A ray of hope for stage 4 appendix cancer patients at Fresno hospital
A 90-minute chemotherapy bath is giving Agustina Meza-Alfonso a new lease on life.
Last week Meza-Alfonso, 48, became the first patient to undergo hyperthermic intraperitoneal chemotherapy at Community Regional Medical Center in downtown Fresno.
Community is the only hospital in the central San Joaquin Valley to offer HIPEC and is among only a handful of hospitals in the state to provide it, including University of California medical centers at Irvine and San Diego.
Without the complicated, innovative procedure, the Visalia homemaker, diagnosed with stage 4 cancer of the appendix, had few options. She had a 10- to 12-inch tumor growing low in her pelvis and microscopic tumors growing on the walls of her abdomen.
Appendix cancer is rare, affecting an estimated 600 to 1,000 Americans a year. Often it goes undiagnosed until it’s found in scans looking for another suspected condition. The tumor inside Meza-Alfonso had been growing for about three years. Doctors in Visalia thought she had uterine cancer when they discovered the appendix tumor. Her symptoms: a swollen belly and abdominal pain.
On Thursday, Meza-Alfonso said through a Spanish interpreter: “I have no pain and my stomach is smaller.”
When she was referred to Community’s cancer doctors, they found her tumor had grown dangerously close to her kidneys.
“We had to do something. We couldn’t let it go any further,” said Dr. Babak “Bobby” Eghbalieh.
It would take about six months, however, for Eghbalieh and fellow cancer surgeon Amir H. Fathi to get insurance approval for the surgery and chemotherapy.
HIPEC is not without risks and is not recommended for everyone. Patients undergo an invasive surgery before the chemotherapy treatment, known as cytoreductive or “debulking” surgery.
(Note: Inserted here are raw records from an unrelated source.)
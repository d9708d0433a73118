// SPDX-License-Identifier: BUSL-1.1
// Copyright (c) 2026 Alfred Jean LLC

use crate::prelude::*;

#[test]
fn speak_without_a_running_daemon_plays_direct_and_never_touches_the_queue() {
    let project = Project::empty();
    project.write_config(&minimal_config_json(20, false));

    project
        .ttsbus()
        .args(&["speak", "hello there", "--project", "spec"])
        .passes()
        .stdout_lacks("muted");

    assert_eq!(project.queue_depth(), 0, "no daemon is running, so speak() must take the direct-mode path");
}

#[test]
fn speak_is_a_no_op_when_the_session_is_muted_by_default() {
    let project = Project::empty();
    // default_muted is true unless a config says otherwise (§6's shipped default).
    project.write_config(&minimal_config_json(20, true));

    project
        .ttsbus()
        .args(&["speak", "hello there", "--project", "spec"])
        .passes()
        .stdout_has("muted or empty");

    assert_eq!(project.queue_depth(), 0);
}

#[test]
fn speak_force_bypasses_mute_even_with_default_muted_true() {
    let project = Project::empty();
    project.write_config(&minimal_config_json(20, true));

    project
        .ttsbus()
        .args(&["speak", "hello there", "--project", "spec", "--force"])
        .passes()
        .stdout_lacks("muted");
}

#[test]
fn session_mute_override_takes_priority_over_force_free_default() {
    let project = Project::empty();
    project.write_config(&minimal_config_json(20, false));

    project.ttsbus().args(&["session", "mute", "--session", "spec-session"]).passes();

    project
        .ttsbus()
        .args(&["speak", "hi", "--session", "spec-session", "--project", "spec"])
        .passes()
        .stdout_has("muted or empty");
}

/// §4.5/§4.1: once the daemon is running and the heartbeat is fresh, `speak`
/// enqueues instead of playing inline. Pausing the bus right after start lets
/// us enqueue past `max_depth` and observe drop-head eviction without racing
/// the scheduler's own dequeue loop (eviction runs every tick even while
/// paused, per `Scheduler::tick`).
#[test]
fn overflow_drops_the_oldest_entries_once_the_queue_exceeds_max_depth() {
    let project = Project::empty();
    project.write_config(&minimal_config_json(3, false));

    project.ttsbus().args(&["daemon", "start"]).passes();
    assert!(wait_for(SPEC_WAIT_MAX_MS, || project.heartbeat_path().exists()));

    project.write_playback_state(r#"{"paused": true, "audio_pid": null, "current_message": null, "updated_at": 0.0}"#);
    assert!(wait_for(SPEC_WAIT_MAX_MS, || std::fs::read_to_string(project.playback_path())
        .map(|s| s.contains("\"paused\":true"))
        .unwrap_or(false)));

    for i in 0..5 {
        project
            .ttsbus()
            .args(&["speak", &format!("message {i}"), "--project", "spec"])
            .passes();
        // Distinct filename timestamps rely on real wall-clock progress.
        std::thread::sleep(std::time::Duration::from_millis(5));
    }

    assert!(
        wait_for(SPEC_WAIT_MAX_MS, || project.queue_depth() == 3),
        "expected depth-enforcement to settle at 3, got {} ({:?})",
        project.queue_depth(),
        project.queue_entry_names()
    );

    let texts = project.queue_speech_texts();
    assert_eq!(texts, vec!["message 2", "message 3", "message 4"], "drop-head should keep only the 3 newest entries");
}

/// §4.8 step 3 / scenario 6: a daemon killed without cleaning up its
/// heartbeat file still leaves the file on disk, but stops refreshing it.
/// Once it's older than the stale threshold, `speak` bypasses the queue
/// entirely and synthesizes inline instead of waiting for a dead scheduler.
#[test]
fn speak_bypasses_the_queue_once_the_heartbeat_goes_stale() {
    let project = Project::empty();
    project.write_config(&minimal_config_json(20, false));

    project.ttsbus().args(&["daemon", "start"]).passes();
    assert!(wait_for(SPEC_WAIT_MAX_MS, || project.heartbeat_path().exists()));

    assert!(project.daemon_kill(), "expected a live daemon process to kill");
    std::thread::sleep(std::time::Duration::from_millis(120));

    project
        .ttsbus()
        .args(&["speak", "is anyone still listening", "--project", "spec"])
        .env("TTSBUS_HEARTBEAT_STALE_MS", "60")
        .passes()
        .stdout_lacks("muted");

    assert_eq!(project.queue_depth(), 0, "a stale heartbeat must route speak() through direct mode, not the queue");
}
Ridding the abdomen of tumor nodules of any visible size is crucial to the procedure’s success.
We had to do something. We couldn’t let it go any further.
Dr. Babak “Bobby” Eghbalieh
“Patients are selected very carefully,” Eghbalieh said. In addition to Meza-Alfonso, Community has 10 other patients who have been identified as candidates for the surgery, he said.
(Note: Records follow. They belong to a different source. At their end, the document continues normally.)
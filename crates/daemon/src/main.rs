// SPDX-License-Identifier: BUSL-1.1
// Copyright (c) 2026 Alfred Jean LLC

//! `ttsbusd`: entry point. Parses flags, daemonizes (unless `--foreground`),
//! installs logging, acquires the singleton lock, and runs the scheduler
//! loop until a signal or control message ends it.

use std::path::PathBuf;
use std::process::ExitCode;
use std::sync::atomic::{AtomicBool, Ordering};
use std::sync::Arc;
use std::time::{Duration, SystemTime};

use clap::Parser;
use tokio::signal::unix::{signal, SignalKind};
use tracing_subscriber::layer::SubscriberExt;
use tracing_subscriber::util::SubscriberInitExt;
use tracing_subscriber::EnvFilter;

use ttsbus_adapters::{PlatformAudioPlayer, PiperSynthesisEngine};
use ttsbus_daemon::{daemonize, Config, ConfigLoadError, DaemonLock, Driver, LockError, Scheduler, SchedulerError, TickOutcome};
use ttsbus_storage::{Heartbeat, PlaybackStateStore, QueueDirectory};

#[derive(Debug, Parser)]
#[command(name = "ttsbusd", about = "Per-user text-to-speech message bus daemon")]
struct Args {
    /// Run inline instead of double-forking into the background.
    #[arg(long)]
    foreground: bool,
    /// Force takeover of the singleton lock from a daemon that crashed
    /// without releasing it.
    #[arg(long)]
    lockpick: bool,
    /// Set by `reexec_foreground` on a control-restart: the control
    /// message's queue file, left undeleted by the predecessor, to remove
    /// once this process has acquired the lock.
    #[arg(long, hide = true)]
    pending_control_file: Option<PathBuf>,
}

#[derive(Debug, thiserror::Error)]
enum DaemonError {
    #[error(transparent)]
    Config(#[from] ConfigLoadError),
    #[error(transparent)]
    Lock(#[from] LockError),
    #[error(transparent)]
    Scheduler(#[from] SchedulerError),
}

/// What the daemon should do once its event loop returns.
enum ExitAction {
    Stop,
    /// Carries the pending control file's path, handed to the re-exec'd
    /// process so it can delete it only after taking the lock (§4.6).
    Restart(PathBuf),
}

fn main() -> ExitCode {
    let args = Args::parse();

    let config = match ttsbus_daemon::Config::load() {
        Ok(config) => config,
        Err(error) => {
            eprintln!("ttsbusd: failed to resolve state directory: {error}");
            return ExitCode::FAILURE;
        }
    };

    if !args.foreground {
        if let Err(error) = daemonize(&config.log_path) {
            eprintln!("ttsbusd: failed to daemonize: {error}");
            return ExitCode::FAILURE;
        }
    }

    let _log_guard = match init_logging(&config.log_path, args.foreground) {
        Ok(guard) => guard,
        Err(error) => {
            eprintln!("ttsbusd: failed to initialize logging: {error}");
            return ExitCode::FAILURE;
        }
    };

    tracing::info!(pid = std::process::id(), foreground = args.foreground, "ttsbusd starting");

    let runtime = match tokio::runtime::Runtime::new() {
        Ok(runtime) => runtime,
        Err(error) => {
            tracing::error!(%error, "failed to start tokio runtime");
            return ExitCode::FAILURE;
        }
    };

    let outcome = runtime.block_on(run(config, args.lockpick, args.pending_control_file));
    drop(runtime);

    match outcome {
        Ok(ExitAction::Stop) => ExitCode::SUCCESS,
        Ok(ExitAction::Restart(control_path)) => {
            let error = reexec_foreground(&control_path);
            tracing::error!(%error, "restart re-exec failed");
            ExitCode::FAILURE
        }
        Err(error) => {
            tracing::error!(%error, "ttsbusd exited with error");
            ExitCode::FAILURE
        }
    }
}

fn init_logging(
    log_path: &std::path::Path,
    foreground: bool,
) -> Result<tracing_appender::non_blocking::WorkerGuard, std::io::Error> {
    let dir = log_path.parent().unwrap_or_else(|| std::path::Path::new("."));
    std::fs::create_dir_all(dir)?;
    let file_name = log_path.file_name().unwrap_or_else(|| std::ffi::OsStr::new("daemon.log"));
    let appender = tracing_appender::rolling::never(dir, file_name);
    let (non_blocking, guard) = tracing_appender::non_blocking(appender);

    let filter = EnvFilter::try_from_default_env().unwrap_or_else(|_| EnvFilter::new("info"));
    let file_layer = tracing_subscriber::fmt::layer().with_writer(non_blocking).with_ansi(false);

    let registry = tracing_subscriber::registry().with(filter).with(file_layer);
    if foreground {
        let stderr_layer = tracing_subscriber::fmt::layer().with_writer(std::io::stderr);
        let _ = registry.with(stderr_layer).try_init();
    } else {
        let _ = registry.try_init();
    }

    Ok(guard)
}

async fn run(config: Config, lockpick: bool, pending_control_file: Option<PathBuf>) -> Result<ExitAction, DaemonError> {
    let lock = DaemonLock::acquire(&config.lock_path, &config.pid_path, lockpick)?;
    tracing::info!("singleton lock acquired");

    if let Some(path) = pending_control_file {
        // The predecessor left this control file on disk until we got here
        // (§4.6). Now that we hold the lock, it's safe to remove it — a
        // crash before this point just means the next daemon re-dispatches
        // the same restart, which is harmless.
        let _ = std::fs::remove_file(&path);
    }

    let persona_config = config.load_persona_config()?;
    let synthesis = Arc::new(PiperSynthesisEngine::new(ttsbus_daemon::env::piper_path(), ttsbus_daemon::env::voices_dir()));
    let audio = Arc::new(PlatformAudioPlayer::new());
    let poll_period = ttsbus_adapters::env::driver_poll_ms();

    let announce_driver = Driver::new(Arc::clone(&synthesis), Arc::clone(&audio), poll_period);
    let driver = Driver::new(synthesis, audio, poll_period);

    let queue = QueueDirectory::new(config.queue_dir.clone());
    let heartbeat = Heartbeat::new(config.heartbeat_path.clone());
    let playback = PlaybackStateStore::new(config.playback_path.clone());

    let idle_poll = Duration::from_millis(persona_config.queue.idle_poll_ms);
    let mut scheduler = Scheduler::new(queue, heartbeat, driver, persona_config.clone());

    if let Ok(default_persona) = persona_config.active_persona() {
        if let Some(audio) = announce_driver.synthesize("voice daemon online", default_persona).await {
            announce_driver.play(&audio, default_persona, &playback).await;
        }
    }

    let shutdown = Arc::new(AtomicBool::new(false));
    spawn_signal_listener(Arc::clone(&shutdown));

    let action = loop {
        if shutdown.load(Ordering::Acquire) {
            break ExitAction::Stop;
        }
        match scheduler.tick(&playback, SystemTime::now()).await {
            Ok(TickOutcome::Continue | TickOutcome::Paused) => tokio::time::sleep(idle_poll).await,
            Ok(TickOutcome::Stop) => break ExitAction::Stop,
            Ok(TickOutcome::Restart(control_path)) => break ExitAction::Restart(control_path),
            Err(error) => {
                tracing::error!(%error, "scheduler tick failed");
                tokio::time::sleep(idle_poll).await;
            }
        }
    };

    if matches!(action, ExitAction::Stop) {
        if let Ok(default_persona) = persona_config.active_persona() {
            if let Some(audio) = announce_driver.synthesize("voice daemon shutting down", default_persona).await {
                announce_driver.play(&audio, default_persona, &playback).await;
            }
        }
    }

    let _ = std::fs::remove_file(&config.heartbeat_path);
    let _ = std::fs::remove_file(&config.pid_path);
    drop(lock);

    Ok(action)
}

fn spawn_signal_listener(shutdown: Arc<AtomicBool>) {
    tokio::spawn(async move {
        let mut terminate = match signal(SignalKind::terminate()) {
            Ok(stream) => stream,
            Err(error) => {
                tracing::error!(%error, "failed to install SIGTERM handler");
                return;
            }
        };
        let mut interrupt = match signal(SignalKind::interrupt()) {
            Ok(stream) => stream,
            Err(error) => {
                tracing::error!(%error, "failed to install SIGINT handler");
                return;
            }
        };
        // Ignore terminal hangup (§4.7) rather than let the default
        // disposition kill the daemon when its controlling terminal closes.
        let mut hangup = match signal(SignalKind::hangup()) {
            Ok(stream) => stream,
            Err(error) => {
                tracing::error!(%error, "failed to install SIGHUP handler");
                return;
            }
        };

        loop {
            tokio::select! {
                _ = terminate.recv() => {
                    tracing::info!("received SIGTERM");
                    break;
                }
                _ = interrupt.recv() => {
                    tracing::info!("received SIGINT");
                    break;
                }
                _ = hangup.recv() => {
                    tracing::debug!("ignoring SIGHUP");
                    continue;
                }
            }
        }
        shutdown.store(true, Ordering::Release);
    });
}

/// Re-execs the current binary in foreground mode, used for a control
/// message's `restart` post-action. The process is already daemonized and
/// detached, so a second double-fork would be redundant; only the image is
/// replaced, keeping the same PID. Passes `control_path` along so the new
/// process deletes it only once it has acquired the lock.
fn reexec_foreground(control_path: &std::path::Path) -> std::io::Error {
    use std::os::unix::process::CommandExt;
    let exe = match std::env::current_exe() {
        Ok(exe) => exe,
        Err(error) => return error,
    };
    std::process::Command::new(exe)
        .arg("--foreground")
        .arg("--pending-control-file")
        .arg(control_path)
        .exec()
}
HIPEC, which has been performed for about a decade in Europe, has become more common in the United States in the past five years, said Fathi, who with Eghbalieh operated on Meza-Alfonso. “If you choose the right patient at the right time, your survival rate is 60 percent at five years,” he said. HIPEC is also done for certain chest-lining tumors and gynecological cancers, but it is used only for abdominal cases at Community at this time.
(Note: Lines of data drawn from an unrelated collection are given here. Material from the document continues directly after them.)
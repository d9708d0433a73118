// SPDX-License-Identifier: BUSL-1.1
// Copyright (c) 2026 Alfred Jean LLC

//! ttsbus - CLI for the per-user text-to-speech message bus daemon.

mod commands;
mod daemon_process;
mod env;
mod output;

use anyhow::Result;
use clap::{Parser, Subcommand};

use commands::{daemon, persona, session, speak};
use output::OutputFormat;

#[derive(Parser)]
#[command(name = "ttsbus", version, about = "Per-user text-to-speech message bus")]
struct Cli {
    /// Output format
    #[arg(short = 'o', long = "output", value_enum, default_value_t, global = true)]
    output: OutputFormat,

    #[command(subcommand)]
    command: Commands,
}

#[derive(Subcommand)]
enum Commands {
    /// Daemon lifecycle control
    Daemon(daemon::DaemonArgs),
    /// Speak text through the Producer API
    Speak(speak::SpeakArgs),
    /// Persona administration
    Persona(persona::PersonaArgs),
    /// Session mute/persona/speed overrides
    Session(session::SessionArgs),
}

#[tokio::main]
async fn main() -> Result<()> {
    let cli = Cli::parse();

    match cli.command {
        Commands::Daemon(args) => daemon::run(args, cli.output).await,
        Commands::Speak(args) => speak::run(args).await,
        Commands::Persona(args) => persona::run(args, cli.output),
        Commands::Session(args) => session::run(args, cli.output),
    }
}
In Meza-Alfonso’s case, her mucinous type of cancer – also called “jelly belly” – had spread inside her abdomen. Eghbalieh and Fathi removed parts of her rectum, colon, small bowel, gallbladder. They then scraped the entire lining of her abdominal cavity for tumors. The cytoreductive surgery took 10 hours.
Once the tiniest tumor nodules had been cut away, two tubes were inserted into Meza-Alfonso’s belly and a highly concentrated chemotherapy solution was heated to 108 degrees Fahrenheit, a temperature considered hot enough essentially to kill tumors.
Over the next 90 minutes, the heated solution circulated in and out of her belly and her abdomen was shaken to slosh the cancer-killing solution onto all sides of the abdominal cavity. At the end, the solution was suctioned out, her belly irrigated with water and the doctors began to reconstruct her intestines.
On Thursday, Meza-Alfonso said she was ready to go home. As an outpatient, she will have traditional intravenous chemotherapy once every two weeks for six months as a precaution. And Eghbalieh and Fathi will monitor her for far longer.
She said she gives thanks to God and the doctors. The procedure, she said, “is priceless.”